Collected data entries
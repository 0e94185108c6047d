//! Public HTTP control surface for the virtuous cycle (spec §6): status,
//! manual trigger, rollback, and audit-history pruning. Handlers stay
//! thin — all decisions live in C3/C6/C7; routes only translate.

use std::collections::HashMap;
use std::sync::Arc;

use axum::{
    extract::State,
    http::StatusCode,
    response::Json,
    routing::{get, post},
    Router,
};
use serde::{Deserialize, Serialize};

use crate::api::error::ApiError;
use crate::error::DeploymentError;
use crate::models::{Alert, ConfigDelta, DeploymentRecord, Spectrum};
use crate::monitor::WindowSnapshot;
use crate::orchestrator::{AppState, TaskName};

pub fn build_router(state: Arc<AppState>) -> Router {
    Router::new()
        .route("/v1/virtuous-cycle/status", get(status))
        .route("/v1/virtuous-cycle/trigger", post(trigger))
        .route("/v1/virtuous-cycle/rollback", post(rollback))
        .route("/v1/virtuous-cycle/clear-history", post(clear_history))
        .with_state(state)
}

#[derive(Debug, Serialize)]
struct TaskHealthView {
    state: &'static str,
    reason: Option<String>,
}

#[derive(Debug, Serialize)]
struct StatusResponse {
    aggregates: Vec<WindowSnapshot>,
    active_alerts: Vec<Alert>,
    recent_deployments: Vec<DeploymentRecord>,
    task_health: HashMap<&'static str, TaskHealthView>,
    recent_config_deltas: Vec<ConfigDelta>,
}

const RECENT_DEPLOYMENTS: usize = 20;
const RECENT_DELTAS: usize = 20;

/// `GET /v1/virtuous-cycle/status` — always 200 (spec §7): current
/// aggregates, active alerts, recent deployments with task health and
/// the last N ConfigDeltas.
async fn status(State(state): State<Arc<AppState>>) -> Json<StatusResponse> {
    let recent_deployments = state.deployer.recent_deployments(RECENT_DEPLOYMENTS);

    let recent_config_deltas = recent_deployments
        .iter()
        .flat_map(|r| r.changes.iter().cloned())
        .rev()
        .take(RECENT_DELTAS)
        .collect();

    let mut task_health = HashMap::new();
    for (name, health) in state.task_health_snapshot() {
        task_health.insert(
            name.as_str(),
            TaskHealthView {
                state: health.as_label(),
                reason: health.reason().map(str::to_string),
            },
        );
    }
    for name in [TaskName::Poller, TaskName::Scorer, TaskName::Monitor, TaskName::Coordinator] {
        task_health.entry(name.as_str()).or_insert(TaskHealthView {
            state: "running",
            reason: None,
        });
    }

    Json(StatusResponse {
        aggregates: state.monitor.snapshot(),
        active_alerts: state.alerts.active_alerts(),
        recent_deployments,
        task_health,
        recent_config_deltas,
    })
}

#[derive(Debug, Default, Deserialize)]
struct TriggerRequest {
    model: Option<String>,
    spectrum: Option<String>,
}

#[derive(Debug, Serialize)]
struct TriggerResponse {
    cycle_id: String,
    model: String,
    spectrum: String,
}

/// `POST /v1/virtuous-cycle/trigger` — manual optimization trigger (spec
/// §6, §4.6 "manual trigger arrives via the control API"). Without an
/// explicit target, picks the worst-performing tracked (model, spectrum)
/// pair by mean quality, since that is the one most in need of a cycle.
/// Returns 202 with the cycle id (spec §7: "Trigger endpoint returns 202
/// with a cycle id").
async fn trigger(
    State(state): State<Arc<AppState>>,
    body: Option<Json<TriggerRequest>>,
) -> Result<(StatusCode, Json<TriggerResponse>), ApiError> {
    let req = body.map(|Json(b)| b).unwrap_or_default();

    let (model, spectrum) = match (req.model, req.spectrum) {
        (Some(model), Some(spectrum_tag)) => {
            let spectrum = Spectrum::parse(&spectrum_tag)
                .ok_or_else(|| ApiError::BadRequest("unknown_spectrum", format!("unknown spectrum tag: {spectrum_tag}")))?;
            (model, spectrum)
        }
        (Some(_), None) | (None, Some(_)) => {
            return Err(ApiError::BadRequest(
                "incomplete_target",
                "both model and spectrum are required when targeting a specific pair".into(),
            ));
        }
        (None, None) => pick_worst_tracked(&state)
            .ok_or_else(|| ApiError::BadRequest("no_tracked_pairs", "no (model, spectrum) pair is being monitored yet".into()))?,
    };

    let cycle_id = state.engine.trigger(model.clone(), spectrum, crate::optimize::TriggerReason::Manual);
    Ok((
        StatusCode::ACCEPTED,
        Json(TriggerResponse {
            cycle_id,
            model,
            spectrum: spectrum.as_str().to_string(),
        }),
    ))
}

fn pick_worst_tracked(state: &Arc<AppState>) -> Option<(String, Spectrum)> {
    state
        .monitor
        .snapshot()
        .into_iter()
        .filter_map(|snap| Spectrum::parse(&snap.spectrum).map(|sp| (snap.model, sp, snap.stats.mean)))
        .min_by(|a, b| a.2.partial_cmp(&b.2).unwrap_or(std::cmp::Ordering::Equal))
        .map(|(model, spectrum, _)| (model, spectrum))
}

#[derive(Debug, Default, Deserialize)]
struct RollbackRequest {
    record_id: Option<String>,
}

/// `POST /v1/virtuous-cycle/rollback` — rollback to a prior deployment
/// (spec §6, §4.7). 200 with the new `rolled_back` record, or 409 if no
/// eligible record exists.
async fn rollback(
    State(state): State<Arc<AppState>>,
    body: Option<Json<RollbackRequest>>,
) -> Result<Json<DeploymentRecord>, ApiError> {
    let record_id = body.and_then(|Json(b)| b.record_id);
    match state.deployer.rollback(record_id).await {
        Ok(record) => Ok(Json(record)),
        Err(DeploymentError::NoEligibleRecord) => {
            Err(ApiError::Conflict("no_eligible_record", "no eligible deployment to roll back".into()))
        }
        Err(e) => Err(ApiError::Internal("rollback_failed", e.to_string())),
    }
}

#[derive(Debug, Serialize)]
struct ClearHistoryResponse {
    deployments_retained: usize,
}

/// `POST /v1/virtuous-cycle/clear-history` — prunes the deployment audit
/// log beyond retention and drops resolved low-severity alerts (spec §6).
async fn clear_history(State(state): State<Arc<AppState>>) -> Result<Json<ClearHistoryResponse>, ApiError> {
    let retained = state
        .deployer
        .clear_history()
        .map_err(|e| ApiError::Internal("clear_history_failed", e.to_string()))?;
    state.alerts.clear_resolved();
    Ok(Json(ClearHistoryResponse {
        deployments_retained: retained,
    }))
}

## WORK REQUEST
Pull out all lines of the data with the string "TaskName".

## TASK OUTPUT
use crate::orchestrator::{AppState, TaskName};
    for name in [TaskName::Poller, TaskName::Scorer, TaskName::Monitor, TaskName::Coordinator] {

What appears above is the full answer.